Du galtest, obwohl Dein Wirken hohen Respekt auf den wichtigsten Konferenzen der Welt fand, immer noch als Freak, als Außenseiter. Das zeigt wieder, wie wenig unsere Welt-Wahrnehmung von WAHRHEITEN geprägt sind. Sondern den gefühlten Weltlagen, die den Erregungskurven des medialen Angstmachens folgen.

Die Welt wird immer schlimmer! Diese Überzeugung ist deprimierend weit verbreitet – meine linken Freunde teilen sie mit meinen konservativen Freunden, und alle scheinen sich immerzu gegenseitig davon überzeugen zu wollen, dass die Welt zum Teufel geht. Aber diese Überzeugung ist brandgefährlich, denn auf ihr basiert die Wirkmacht der bösartigen Populisten, die ja mit dem Argument, Europa wäre im Eimer und Amerika ein verkommenes Dreckloch, für ihren neuen Totalitarismus werben.
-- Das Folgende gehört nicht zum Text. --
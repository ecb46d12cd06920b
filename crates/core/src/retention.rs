//! Retention policy and the cleanup engine
//!
//! A run computes the deletable set (stale files that are neither the
//! in-use segment nor part of the backup tree), then disposes of it:
//!
//! ```text
//! archive:  <log-dir>/BACKUP/<YYYYMMDD>/<stale files>   older generations removed
//! purge:    stale files removed in place               <log-dir>/BACKUP removed
//! ```

use crate::error::{CleanerError, Result};
use crate::report::{CleanupReport, Disposal, FailureStage, FileFailure, RetentionMode};
use crate::segment::{InUseSegment, LogFile};
use chrono::{DateTime, Duration, Local};
use serde::{Deserialize, Serialize};
use std::fs;
use std::io;
use std::path::{Path, PathBuf};
use walkdir::WalkDir;

/// Name of the backup root inside the log directory
pub const BACKUP_DIR_NAME: &str = "BACKUP";

/// Backup generation directory name (local calendar date)
pub const GENERATION_FORMAT: &str = "%Y%m%d";

const SECONDS_PER_DAY: i64 = 86_400;

/// Thresholds above this are clamped (keeps the cutoff inside chrono's range)
const MAX_THRESHOLD_DAYS: u32 = 100_000;

/// Retention configuration for one run
#[derive(Debug, Clone, Copy, PartialEq, Eq, Serialize, Deserialize)]
#[serde(default)]
pub struct RetentionConfig {
    /// Minimum age in days before a file becomes stale (default: 7)
    pub threshold_days: u32,
    /// Archive stale files instead of deleting them (default: true)
    pub retention_enabled: bool,
}

impl Default for RetentionConfig {
    fn default() -> Self {
        Self {
            threshold_days: 7,
            retention_enabled: true,
        }
    }
}

impl RetentionConfig {
    pub fn mode(&self) -> RetentionMode {
        if self.retention_enabled {
            RetentionMode::Archive
        } else {
            RetentionMode::Purge
        }
    }

    /// Files modified strictly before this instant are stale
    pub fn cutoff(&self, now: DateTime<Local>) -> DateTime<Local> {
        let days = self.threshold_days.min(MAX_THRESHOLD_DAYS);
        now - Duration::seconds(i64::from(days) * SECONDS_PER_DAY)
    }
}

/// The pure decision part of a run
#[derive(Debug, Clone, Serialize)]
pub struct RetentionPlan {
    pub mode: RetentionMode,
    pub cutoff: DateTime<Local>,
    /// Files to archive or delete, in listing order
    pub deletable: Vec<LogFile>,
    /// Number of candidates kept
    pub retained: usize,
}

impl RetentionPlan {
    pub fn is_empty(&self) -> bool {
        self.deletable.is_empty()
    }
}

/// Cleanup engine bound to one log directory
pub struct RetentionEngine {
    log_dir: PathBuf,
    backup_root: PathBuf,
}

impl RetentionEngine {
    pub fn new(log_dir: impl Into<PathBuf>) -> Self {
        let log_dir = log_dir.into();
        let backup_root = log_dir.join(BACKUP_DIR_NAME);
        Self {
            log_dir,
            backup_root,
        }
    }

    pub fn log_dir(&self) -> &Path {
        &self.log_dir
    }

    pub fn backup_root(&self) -> &Path {
        &self.backup_root
    }

    /// Backup generation directory for the day of `now`
    pub fn generation_path(&self, now: DateTime<Local>) -> PathBuf {
        self.backup_root.join(generation_name(now))
    }

    /// Compute the deletable set without touching the filesystem
    pub fn plan(
        &self,
        in_use: &InUseSegment,
        candidates: &[LogFile],
        config: &RetentionConfig,
        now: DateTime<Local>,
    ) -> RetentionPlan {
        let cutoff = config.cutoff(now);

        let deletable: Vec<LogFile> = candidates
            .iter()
            .filter(|file| !in_use.matches(file))
            .filter(|file| !file.path.starts_with(&self.backup_root))
            .filter(|file| file.modified_at < cutoff)
            .cloned()
            .collect();

        RetentionPlan {
            mode: config.mode(),
            cutoff,
            retained: candidates.len() - deletable.len(),
            deletable,
        }
    }

    /// Plan and apply one cleanup run
    ///
    /// Returns an error only for conditions that abort the run; per-file
    /// problems end up in the report.
    pub fn clean(
        &self,
        in_use: &InUseSegment,
        candidates: &[LogFile],
        config: &RetentionConfig,
        now: DateTime<Local>,
    ) -> Result<CleanupReport> {
        let plan = self.plan(in_use, candidates, config, now);
        self.apply(&plan, now)
    }

    /// Apply a previously computed plan
    pub fn apply(&self, plan: &RetentionPlan, now: DateTime<Local>) -> Result<CleanupReport> {
        let mut report = CleanupReport::new(plan.mode, plan.cutoff);
        report.stale_found = plan.deletable.len();

        tracing::info!(
            "{} stale log files found (cutoff {})",
            plan.deletable.len(),
            plan.cutoff.format("%Y-%m-%d %H:%M:%S")
        );

        if plan.is_empty() {
            return Ok(report);
        }

        match plan.mode {
            RetentionMode::Archive => {
                tracing::info!("Retention enabled: archiving stale logs and pruning older backups");
                self.archive(&plan.deletable, now, &mut report)?;
            }
            RetentionMode::Purge => {
                tracing::info!("Retention disabled: deleting stale logs and all backups");
                self.purge(&plan.deletable, &mut report);
            }
        }

        tracing::info!(
            "Cleanup completed: {} handled, {} failed, {} generations pruned",
            report.succeeded(),
            report.failed(),
            report.pruned_generations.len()
        );

        Ok(report)
    }

    fn archive(
        &self,
        deletable: &[LogFile],
        now: DateTime<Local>,
        report: &mut CleanupReport,
    ) -> Result<()> {
        let name = generation_name(now);
        let generation = self.backup_root.join(&name);

        self.replace_generation(&generation)?;
        report.generation = Some(generation.clone());

        for file in deletable {
            tracing::debug!("Moving {} to {}", file.path.display(), generation.display());
            match move_into(&file.path, &generation) {
                Ok(to) => report.disposed.push(Disposal::Archived {
                    from: file.path.clone(),
                    to,
                }),
                Err(e) => {
                    tracing::warn!("Failed to archive {}: {}", file.path.display(), e);
                    report
                        .failures
                        .push(FileFailure::new(&file.path, FailureStage::Archive, &e));
                }
            }
        }

        if report.failures.is_empty() {
            self.prune_generations(&name, report);
        } else {
            // Older generations may be the only copy of anything left behind
            tracing::warn!(
                "{} files could not be archived, keeping older backups in {}",
                report.failed(),
                self.backup_root.display()
            );
            report.prune_skipped = true;
        }
        Ok(())
    }

    /// Remove any same-day generation, then create it empty
    fn replace_generation(&self, generation: &Path) -> Result<()> {
        let to_fatal = |source: io::Error| CleanerError::BackupGeneration {
            path: generation.to_path_buf(),
            source,
        };

        match fs::symlink_metadata(generation) {
            Ok(_) => {
                tracing::debug!("Replacing existing generation {}", generation.display());
                remove_path(generation).map_err(to_fatal)?;
            }
            Err(e) if e.kind() == io::ErrorKind::NotFound => {}
            Err(e) => return Err(to_fatal(e)),
        }

        fs::create_dir_all(generation).map_err(to_fatal)
    }

    /// Drop every entry of the backup root except `keep`
    fn prune_generations(&self, keep: &str, report: &mut CleanupReport) {
        tracing::debug!("Pruning older backups from {}", self.backup_root.display());

        let entries = match fs::read_dir(&self.backup_root) {
            Ok(entries) => entries,
            Err(e) => {
                tracing::error!("Failed to list {}: {}", self.backup_root.display(), e);
                report
                    .backup_failures
                    .push(FileFailure::new(&self.backup_root, FailureStage::Prune, &e));
                return;
            }
        };

        for entry in entries {
            let entry = match entry {
                Ok(entry) => entry,
                Err(e) => {
                    report
                        .backup_failures
                        .push(FileFailure::new(&self.backup_root, FailureStage::Prune, &e));
                    continue;
                }
            };

            let name = entry.file_name().to_string_lossy().into_owned();
            if name == keep {
                continue;
            }

            let path = entry.path();
            let size = tree_size(&path);
            match remove_path(&path) {
                Ok(()) => {
                    tracing::debug!("Pruned backup generation {}", name);
                    report.pruned_generations.push(name);
                    report.bytes_reclaimed += size;
                }
                Err(e) => {
                    tracing::error!("Failed to prune {}: {}", path.display(), e);
                    report
                        .backup_failures
                        .push(FileFailure::new(&path, FailureStage::Prune, &e));
                }
            }
        }

        report.pruned_generations.sort();
    }

    fn purge(&self, deletable: &[LogFile], report: &mut CleanupReport) {
        for file in deletable {
            tracing::debug!("Deleting {}", file.path.display());
            let size = fs::symlink_metadata(&file.path).map(|m| m.len()).unwrap_or(0);
            match fs::remove_file(&file.path) {
                Ok(()) => {
                    report.bytes_reclaimed += size;
                    report.disposed.push(Disposal::Deleted {
                        path: file.path.clone(),
                    });
                }
                Err(e) => {
                    tracing::warn!("Failed to delete {}: {}", file.path.display(), e);
                    report
                        .failures
                        .push(FileFailure::new(&file.path, FailureStage::Delete, &e));
                }
            }
        }

        match fs::symlink_metadata(&self.backup_root) {
            Ok(_) => {}
            Err(e) if e.kind() == io::ErrorKind::NotFound => return,
            Err(e) => {
                report
                    .backup_failures
                    .push(FileFailure::new(&self.backup_root, FailureStage::Prune, &e));
                return;
            }
        }

        let generations = list_names(&self.backup_root);
        let size = tree_size(&self.backup_root);
        match remove_path(&self.backup_root) {
            Ok(()) => {
                tracing::debug!("Removed backup root {}", self.backup_root.display());
                report.pruned_generations = generations;
                report.backup_root_removed = true;
                report.bytes_reclaimed += size;
            }
            Err(e) => {
                tracing::error!("Failed to remove {}: {}", self.backup_root.display(), e);
                report
                    .backup_failures
                    .push(FileFailure::new(&self.backup_root, FailureStage::Prune, &e));
            }
        }
    }
}

fn generation_name(now: DateTime<Local>) -> String {
    now.format(GENERATION_FORMAT).to_string()
}

/// Move `source` into `dir`, keeping its file name
fn move_into(source: &Path, dir: &Path) -> io::Result<PathBuf> {
    let name = source
        .file_name()
        .ok_or_else(|| io::Error::new(io::ErrorKind::InvalidInput, "path has no file name"))?;
    let dest = dir.join(name);

    match fs::rename(source, &dest) {
        Ok(()) => Ok(dest),
        Err(e) if e.kind() == io::ErrorKind::CrossesDevices => {
            copy_then_remove(source, &dest)?;
            Ok(dest)
        }
        Err(e) => Err(e),
    }
}

/// Copy `source` to `dest` and remove `source`, leaving exactly one copy
fn copy_then_remove(source: &Path, dest: &Path) -> io::Result<()> {
    let result = fs::copy(source, dest).and_then(|_| fs::remove_file(source));
    if result.is_err() {
        let _ = fs::remove_file(dest);
    }
    result
}

fn remove_path(path: &Path) -> io::Result<()> {
    if fs::symlink_metadata(path)?.is_dir() {
        fs::remove_dir_all(path)
    } else {
        fs::remove_file(path)
    }
}

/// Total size of regular files under `path`
fn tree_size(path: &Path) -> u64 {
    WalkDir::new(path)
        .into_iter()
        .filter_map(|entry| entry.ok())
        .filter(|entry| entry.file_type().is_file())
        .filter_map(|entry| entry.metadata().ok())
        .map(|metadata| metadata.len())
        .sum()
}

fn list_names(dir: &Path) -> Vec<String> {
    let mut names: Vec<String> = fs::read_dir(dir)
        .map(|entries| {
            entries
                .filter_map(|entry| entry.ok())
                .map(|entry| entry.file_name().to_string_lossy().into_owned())
                .collect()
        })
        .unwrap_or_default();
    names.sort();
    names
}
//! One cleanup run, from replica position to report

use crate::config::{PositionSource, RunSettings};
use crate::locks::RunLock;
use anyhow::{Context, Result};
use binlog_core::{
    scan_log_directory, CleanupReport, FileFailure, InUseSegment, RetentionEngine, RetentionPlan,
};
use chrono::{DateTime, Local};
use replication::{
    ConnectionParams, MySqlPositionProvider, PositionProvider, StaticPositionProvider,
};
use serde::Serialize;
use std::path::PathBuf;

/// Everything a run decided and did
#[derive(Debug, Serialize)]
pub struct RunOutcome {
    pub in_use: PathBuf,
    pub started_at: DateTime<Local>,
    pub plan: RetentionPlan,
    /// Entries the scan could not stat, never candidates
    pub unreadable: Vec<FileFailure>,
    /// `None` for dry runs
    pub report: Option<CleanupReport>,
}

impl RunOutcome {
    pub fn is_dry_run(&self) -> bool {
        self.report.is_none()
    }

    /// Whether the process should exit successfully
    ///
    /// Per-file failures only fail the run when nothing succeeded, or in
    /// strict mode. A strict dry run fails on unreadable entries.
    pub fn succeeded(&self, strict: bool) -> bool {
        match &self.report {
            None => !(strict && !self.unreadable.is_empty()),
            Some(report) if report.all_failed() => false,
            Some(report) if strict && report.has_failures() => false,
            Some(_) => true,
        }
    }
}

/// Build the position provider for the configured source
///
/// Resolves the password, which may prompt on the terminal.
pub fn build_provider(position: &PositionSource) -> Result<Box<dyn PositionProvider>> {
    match position {
        PositionSource::Static(file_name) => {
            Ok(Box::new(StaticPositionProvider::new(file_name.clone())))
        }
        PositionSource::Replica {
            host,
            port,
            user,
            password,
            dialect,
        } => {
            let password = password.resolve(user)?;
            let mut params = ConnectionParams::new(host.clone(), user.clone(), password);
            params.port = *port;
            Ok(Box::new(MySqlPositionProvider::new(params, *dialect)))
        }
    }
}

/// Execute one run
///
/// Fatal conditions come back as `Err`; per-file problems are in the
/// outcome's report.
pub async fn execute(settings: &RunSettings, provider: &dyn PositionProvider) -> Result<RunOutcome> {
    tracing::info!(
        "Starting binlog cleaner on {} ({})",
        settings.binlog_dir.display(),
        provider.describe()
    );

    let lock = RunLock::acquire(&settings.lock_file)?;

    let file_name = provider
        .current_log_file()
        .await
        .context("Failed to determine the binlog in use by the replica")?;

    let listing = scan_log_directory(&settings.binlog_dir)
        .context("Failed to scan the binlog directory")?;

    let in_use = InUseSegment::in_directory(&listing.dir, &file_name);
    tracing::info!("Current binlog file in use: {}", in_use.path().display());

    if !listing.files.iter().any(|file| in_use.matches(file)) {
        anyhow::bail!(
            "In-use binlog {} is not present in {}. Is replication pointed at this server?",
            file_name,
            listing.dir.display()
        );
    }

    let now = Local::now();
    let engine = RetentionEngine::new(&listing.dir);
    let plan = engine.plan(&in_use, &listing.files, &settings.retention, now);
    tracing::info!(
        "Mode {}, threshold {} days: {} stale, {} retained",
        plan.mode,
        settings.retention.threshold_days,
        plan.deletable.len(),
        plan.retained
    );

    let report = if settings.dry_run {
        if !listing.unreadable.is_empty() {
            tracing::warn!(
                "{} entries could not be examined and would be skipped",
                listing.unreadable.len()
            );
        }
        tracing::info!("Dry run, nothing changed");
        None
    } else {
        let mut report = engine.apply(&plan, now).context("Cleanup aborted")?;
        report.record_unreadable(listing.unreadable.iter().cloned());

        if report.all_failed() {
            tracing::error!(
                "None of the {} stale binlogs could be handled",
                report.stale_found
            );
        } else if report.has_failures() {
            tracing::warn!(
                "{} files and {} backup entries failed",
                report.failed(),
                report.backup_failures.len()
            );
        }
        Some(report)
    };

    lock.release()?;

    Ok(RunOutcome {
        in_use: in_use.path().to_path_buf(),
        started_at: now,
        plan,
        unreadable: listing.unreadable,
        report,
    })
}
Jetzt also brauchen wir Menschen wie Dich mehr denn je. Menschen, die den ganzen Immer­schlimmerismus nicht mitmachen. Die verstehen, wie die BIASES – die Wahrnehmungs­verzerrungen in unserem Hirn – funktionieren, und wie man sie überwinden kann. Menschen, die die Fackel der Zuversicht tragen. Wir vom Zukunftsinstitut werden die Fackel aufnehmen. Wir werden Dich nie vergessen.